Stored data
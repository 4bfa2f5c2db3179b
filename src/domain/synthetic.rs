//! Synthetic quote generation for offline runs.

use super::error::HftaError;
use super::quote::Quote;
use chrono::{Duration, NaiveDateTime};
use rand::Rng;
use rand_distr::StandardNormal;

const SECONDS_PER_YEAR: f64 = 365.0 * 24.0 * 3600.0;
const MIN_PRICE: f64 = 0.01;

/// Upper bound on `steps` for one synthetic run.
pub const MAX_STEPS: i64 = 1_000_000;
/// Upper bound on `step_seconds`: one quote a day.
pub const MAX_STEP_SECONDS: i64 = 86_400;

/// Parameters of the simulated market.
#[derive(Debug, Clone, PartialEq)]
pub struct SyntheticMarket {
    pub starting_price: f64,
    pub steps: i64,
    pub step_seconds: i64,
    pub volatility_annual: f64,
    pub spread_cents: f64,
}

fn round4(value: f64) -> f64 {
    (value * 10_000.0).round() / 10_000.0
}

/// Zero-drift geometric Brownian motion quotes, `dS/S = sigma * sqrt(dt) * Z`.
///
/// Bid and ask sit `spread_cents / 2` either side of the mid; the bid is
/// floored at one cent and the ask is kept strictly above the bid.
///
/// Fails when `steps` or `step_seconds` exceed their bounds, or when a
/// timestamp would fall outside the representable date range.
pub fn generate_random_walk_quotes<R: Rng + ?Sized>(
    symbol: &str,
    market: &SyntheticMarket,
    rng: &mut R,
    start: NaiveDateTime,
) -> Result<Vec<Quote>, HftaError> {
    if market.steps <= 0 {
        return Ok(Vec::new());
    }
    if market.steps > MAX_STEPS {
        return Err(HftaError::config_invalid(
            "backtest",
            "steps",
            format!("steps must be at most {MAX_STEPS}"),
        ));
    }
    if !(1..=MAX_STEP_SECONDS).contains(&market.step_seconds) {
        return Err(HftaError::config_invalid(
            "backtest",
            "step_seconds",
            format!("step_seconds must be between 1 and {MAX_STEP_SECONDS}"),
        ));
    }

    let symbol = symbol.to_uppercase();
    let dt_years = market.step_seconds as f64 / SECONDS_PER_YEAR;
    let step_scale = market.volatility_annual * dt_years.sqrt();
    let half_spread = market.spread_cents / 2.0;

    let mut price = market.starting_price;
    let mut quotes = Vec::with_capacity(market.steps as usize);

    for i in 0..market.steps {
        let timestamp = i
            .checked_mul(market.step_seconds)
            .and_then(Duration::try_seconds)
            .and_then(|offset| start.checked_add_signed(offset))
            .ok_or_else(|| {
                HftaError::config_invalid(
                    "backtest",
                    "step_seconds",
                    format!("quote {i} falls outside the supported date range"),
                )
            })?;
        let z: f64 = rng.sample(StandardNormal);
        price *= (step_scale * z).exp();

        let mid = price.max(MIN_PRICE);
        let mut bid = mid - half_spread;
        let mut ask = mid + half_spread;
        if bid < MIN_PRICE {
            bid = MIN_PRICE;
        }
        if ask <= bid {
            ask = bid + market.spread_cents;
        }

        quotes.push(Quote {
            symbol: symbol.clone(),
            security_id: format!("SIM-{symbol}"),
            bid: Some(round4(bid)),
            ask: Some(round4(ask)),
            last: Some(round4(mid)),
            bid_size: None,
            ask_size: None,
            timestamp: Some(timestamp),
        });
    }

    Ok(quotes)
}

EXERCISE
For every record above, print an exact copy.

ANSWER SPACE
repository 4bfa2f5c2db3179b
filename src/domain/synthetic.rs
//! Synthetic quote generation for offline runs.

use super::error::HftaError;
use super::quote::Quote;
use chrono::{Duration, NaiveDateTime};
use rand::Rng;
use rand_distr::StandardNormal;

const SECONDS_PER_YEAR: f64 = 365.0 * 24.0 * 3600.0;
const MIN_PRICE: f64 = 0.01;

/// Upper bound on `steps` for one synthetic run.
pub const MAX_STEPS: i64 = 1_000_000;
/// Upper bound on `step_seconds`: one quote a day.
pub const MAX_STEP_SECONDS: i64 = 86_400;

/// Parameters of the simulated market.
#[derive(Debug, Clone, PartialEq)]
pub struct SyntheticMarket {
    pub starting_price: f64,
    pub steps: i64,
    pub step_seconds: i64,
    pub volatility_annual: f64,
    pub spread_cents: f64,
}

fn round4(value: f64) -> f64 {
    (value * 10_000.0).round() / 10_000.0
}

/// Zero-drift geometric Brownian motion quotes, `dS/S = sigma * sqrt(dt) * Z`.
///
/// Bid and ask sit `spread_cents / 2` either side of the mid; the bid is
/// floored at one cent and the ask is kept strictly above the bid.
///
/// Fails when `steps` or `step_seconds` exceed their bounds, or when a
/// timestamp would fall outside the representable date range.
pub fn generate_random_walk_quotes<R: Rng + ?Sized>(
    symbol: &str,
    market: &SyntheticMarket,
    rng: &mut R,
    start: NaiveDateTime,
) -> Result<Vec<Quote>, HftaError> {
    if market.steps <= 0 {
        return Ok(Vec::new());
    }
    if market.steps > MAX_STEPS {
        return Err(HftaError::config_invalid(
            "backtest",
            "steps",
            format!("steps must be at most {MAX_STEPS}"),
        ));
    }
    if !(1..=MAX_STEP_SECONDS).contains(&market.step_seconds) {
        return Err(HftaError::config_invalid(
            "backtest",
            "step_seconds",
            format!("step_seconds must be between 1 and {MAX_STEP_SECONDS}"),
        ));
    }

    let symbol = symbol.to_uppercase();
    let dt_years = market.step_seconds as f64 / SECONDS_PER_YEAR;
    let step_scale = market.volatility_annual * dt_years.sqrt();
    let half_spread = market.spread_cents / 2.0;

    let mut price = market.starting_price;
    let mut quotes = Vec::with_capacity(market.steps as usize);

    for i in 0..market.steps {
        let timestamp = i
            .checked_mul(market.step_seconds)
            .and_then(Duration::try_seconds)
            .and_then(|offset| start.checked_add_signed(offset))
            .ok_or_else(|| {
                HftaError::config_invalid(
                    "backtest",
                    "step_seconds",
                    format!("quote {i} falls outside the supported date range"),
                )
            })?;
        let z: f64 = rng.sample(StandardNormal);
        price *= (step_scale * z).exp();

        let mid = price.max(MIN_PRICE);
        let mut bid = mid - half_spread;
        let mut ask = mid + half_spread;
        if bid < MIN_PRICE {
            bid = MIN_PRICE;
        }
        if ask <= bid {
            ask = bid + market.spread_cents;
        }

        quotes.push(Quote {
            symbol: symbol.clone(),
            security_id: format!("SIM-{symbol}"),
            bid: Some(round4(bid)),
            ask: Some(round4(ask)),
            last: Some(round4(mid)),
            bid_size: None,
            ask_size: None,
            timestamp: Some(timestamp),
        });
    }

    Ok(quotes)
}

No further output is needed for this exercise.